OSHA Regulations as Applicable ISO Requirements

I was reviewing some archived audits from one of our primes in anticipation of a visit in a few months and ran across this Nonconformance/Corrective Action -
(all caps, as written) - "SAFETY WARNING SIGNS, SAFETY PERFORMANCE CHARTS NOT POSTED".

I have always been under the opinion that the scope of an ISO 9001 audit did not infringe on the EHS issues too much, but on looking it up I ran across this article, which seems to argue that it includes all of the OSHA scope because it is a "applicable standard and regulation".

Well, I have yet to see an ISO audit check our delivery trucks for valid registrations or our drivers for valid licenses, wouldn't that be an "applicable regulation"? If the scope creeps this far, how far does it go?

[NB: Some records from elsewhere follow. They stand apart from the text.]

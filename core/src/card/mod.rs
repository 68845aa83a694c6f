// Copyright (c) 2022-2023 The MobileCoin Foundation

//! Card protocol engine
//!
//! Cards are adopted with a two-tier key scheme. Virgin cards still accept the
//! vendor [FACTORY_KEY], these are issued a random [CardIdentity] and re-keyed with
//! the device key. Cards that reject the factory key are re-selected and tried
//! with the device key, on success the stored identity is read back.
//!
//! Each call to [Reader::identify_or_enroll] performs at most one detection and
//! one re-selection, absence and failure are reported immediately.

use core::fmt::Debug;

use heapless::Vec;
use rand_core::{CryptoRngCore, OsRng};
use zeroize::Zeroize;

use crate::{CardIdentity, Error, IDENTITY_LEN};

mod keys;
pub use keys::{Key, ACCESS_BITS, FACTORY_KEY, KEY_LEN, USER_BYTE};

/// Block carrying the card identity
pub const DATA_BLOCK: u8 = 0x02;

/// Trailer (keys and access bits) for the sector containing [DATA_BLOCK]
pub const TRAILER_BLOCK: u8 = DATA_BLOCK + 1;

/// Block payload length
pub const BLOCK_LEN: usize = 16;

/// Raw read length (payload plus CRC_A)
pub const RAW_BLOCK_LEN: usize = BLOCK_LEN + 2;

/// Maximum UID length (triple size UID)
pub const UID_MAX_LEN: usize = 10;

/// Card UID as returned on selection
pub type Uid = Vec<u8, UID_MAX_LEN>;

static_assertions::const_assert_eq!(IDENTITY_LEN, BLOCK_LEN);

/// [Transport] provides sector-level access to cards in the field
pub trait Transport {
    type Error: Debug;

    /// Detect and select a card, returning `Ok(None)` if no card is present
    fn select(&mut self) -> Result<Option<Uid>, Self::Error>;

    /// Authenticate with key A against the provided block
    fn authenticate(&mut self, uid: &Uid, block: u8, key: &Key) -> Result<(), Self::Error>;

    /// Read a block (payload followed by CRC_A)
    fn read(&mut self, block: u8) -> Result<[u8; RAW_BLOCK_LEN], Self::Error>;

    /// Write a block
    fn write(&mut self, block: u8, data: &[u8; BLOCK_LEN]) -> Result<(), Self::Error>;

    /// Halt the card and end any authenticated session
    fn release(&mut self) {}
}

impl<T: Transport> Transport for &mut T {
    type Error = T::Error;

    fn select(&mut self) -> Result<Option<Uid>, Self::Error> {
        T::select(self)
    }

    fn authenticate(&mut self, uid: &Uid, block: u8, key: &Key) -> Result<(), Self::Error> {
        T::authenticate(self, uid, block, key)
    }

    fn read(&mut self, block: u8) -> Result<[u8; RAW_BLOCK_LEN], Self::Error> {
        T::read(self, block)
    }

    fn write(&mut self, block: u8, data: &[u8; BLOCK_LEN]) -> Result<(), Self::Error> {
        T::write(self, block, data)
    }

    fn release(&mut self) {
        T::release(self)
    }
}

/// Result of a single card read
#[derive(Copy, Clone, PartialEq, Debug)]
pub enum Outcome {
    /// No card detected in the read window
    NoCard,

    /// Card detected but communication failed
    ReadFailure { cause: Error },

    /// Virgin card, a new identity was generated and committed
    NewCard { identity: CardIdentity },

    /// Previously enrolled card, identity retrieved
    EnrolledCard { identity: CardIdentity },
}

impl Outcome {
    /// Fetch the card identity where available
    pub fn identity(&self) -> Option<&CardIdentity> {
        match self {
            Outcome::NewCard { identity } | Outcome::EnrolledCard { identity } => Some(identity),
            _ => None,
        }
    }
}

/// Card key tier, determined by which key the trailer accepts
#[derive(Copy, Clone, PartialEq, Debug)]
enum Probe {
    /// Factory key accepted
    Virgin,
    /// Device key accepted
    Enrolled,
}

/// [Reader] executes the card protocol against a [Transport]
pub struct Reader<T: Transport, RNG: CryptoRngCore = OsRng> {
    transport: T,
    device_key: Key,
    rng: RNG,
}

impl<T: Transport> Reader<T> {
    /// Create a new reader with the provided transport and device key,
    /// using the default [OsRng]
    pub fn new(transport: T, device_key: Key) -> Self {
        Self::new_with_rng(transport, device_key, OsRng)
    }
}

impl<T: Transport, RNG: CryptoRngCore> Reader<T, RNG> {
    /// Create a new reader with the provided transport, device key and rng
    pub fn new_with_rng(transport: T, device_key: Key, rng: RNG) -> Self {
        Self {
            transport,
            device_key,
            rng,
        }
    }

    /// Access the underlying transport
    pub fn transport(&mut self) -> &mut T {
        &mut self.transport
    }

    /// Identify the card in the field, adopting it if it is virgin
    pub fn identify_or_enroll(&mut self) -> Outcome {
        let r = match self.probe() {
            Ok(Probe::Virgin) => self.enroll(),
            Ok(Probe::Enrolled) => self.read_identity(),
            Err(e) => Err(e),
        };

        self.transport.release();

        match r {
            Ok(o) => o,
            Err(Error::NoCardPresent) => Outcome::NoCard,
            Err(cause) => {
                #[cfg(feature = "log")]
                log::warn!("card read failed: {:?}", cause);

                Outcome::ReadFailure { cause }
            }
        }
    }

    /// Select the card and determine which key tier it accepts
    fn probe(&mut self) -> Result<Probe, Error> {
        let uid = match self.transport.select() {
            Ok(Some(uid)) => uid,
            Ok(None) => return Err(Error::NoCardPresent),
            Err(_e) => {
                #[cfg(feature = "log")]
                log::warn!("card detected, uid read failed: {:?}", _e);

                return Err(Error::CardCommunication);
            }
        };

        #[cfg(feature = "log")]
        log::debug!("selected card: {:02x?}", uid.as_slice());

        if self
            .transport
            .authenticate(&uid, TRAILER_BLOCK, &FACTORY_KEY)
            .is_ok()
        {
            return Ok(Probe::Virgin);
        }

        #[cfg(feature = "log")]
        log::debug!("factory key rejected, trying device key");

        // Failed authentication halts the card, re-select before retrying
        let uid = match self.transport.select() {
            Ok(Some(uid)) => uid,
            _ => return Err(Error::CardCommunication),
        };

        match self
            .transport
            .authenticate(&uid, TRAILER_BLOCK, &self.device_key)
        {
            Ok(_) => Ok(Probe::Enrolled),
            Err(_e) => {
                #[cfg(feature = "log")]
                log::warn!("device key rejected: {:?}", _e);

                Err(Error::UnknownCard)
            }
        }
    }

    /// Issue and commit a new identity to a virgin card
    fn enroll(&mut self) -> Result<Outcome, Error> {
        let identity = CardIdentity::random(&mut self.rng);

        if let Err(_e) = self.transport.write(DATA_BLOCK, identity.as_bytes()) {
            #[cfg(feature = "log")]
            log::warn!("identity write failed: {:?}", _e);

            return Err(Error::CardCommunication);
        }

        // Verify the identity landed before the trailer locks the sector,
        // a card failing here still carries the factory key
        let raw = self
            .transport
            .read(DATA_BLOCK)
            .map_err(|_| Error::CardCommunication)?;
        if raw[..BLOCK_LEN] != identity.as_bytes()[..] {
            #[cfg(feature = "log")]
            log::warn!("identity read-back mismatch");

            return Err(Error::CardCommunication);
        }

        #[cfg(feature = "log")]
        log::debug!("wrote identity: {}", identity);

        let mut trailer = self.device_key.trailer();
        let r = self.transport.write(TRAILER_BLOCK, &trailer);
        trailer.zeroize();

        if let Err(_e) = r {
            #[cfg(feature = "log")]
            log::error!("trailer write failed, card left partially enrolled: {:?}", _e);

            return Err(Error::PartialEnrollment);
        }

        Ok(Outcome::NewCard { identity })
    }

    /// Read the identity from an enrolled card
    fn read_identity(&mut self) -> Result<Outcome, Error> {
        let raw = match self.transport.read(DATA_BLOCK) {
            Ok(v) => v,
            Err(_e) => {
                #[cfg(feature = "log")]
                log::warn!("identity read failed: {:?}", _e);

                return Err(Error::CardCommunication);
            }
        };

        // Drop the CRC trailer, already checked by the transport
        let mut b = [0u8; IDENTITY_LEN];
        b.copy_from_slice(&raw[..IDENTITY_LEN]);
        let identity = CardIdentity::from_bytes(b);

        #[cfg(feature = "log")]
        log::debug!("read identity: {}", identity);

        Ok(Outcome::EnrolledCard { identity })
    }
}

This NC was written against ISO 9001:2000, but no clause was cited (customer audits are usually this non-specific), so to prepare, just how far do I need to look here, or is this all way off base?
 

Sidney Vianna

Post Responsibly
Leader
Admin
The article's author is wrong, pure and simple. But don't take my word for it. Look at the advice from the people who wrote ISO 9001:2015 themselves and read the paper linked below, after you read 0.4 of 9001:2015, which CLEARLY stipulates that 9001 has no requirements for safety management systems.
Legal requirements in the context of 9001 applies to the products and services. If OSHA requirements are allowed in, why not Sarbanes-Oxley? Why not EPA? Why not American with Disabilities Act? Why not FISMA? Why not the US Constitution? :mad:


 
Last edited:

Randy

Super Moderator
Also incorrect Standard cited, ISO 9001:2000 basically hasn't been valid since 2008 with some exceptions that ran until 2010 or so if I remember right
 
Good, I thought I had missed something critical, my first impression was "What???", then I ran across this article which made it worse. Thanks gentlemen.

It was written against 2000 because this audit was in 2006. Our customers do a full audit of us every 6 years usually, but they are behind schedule this year.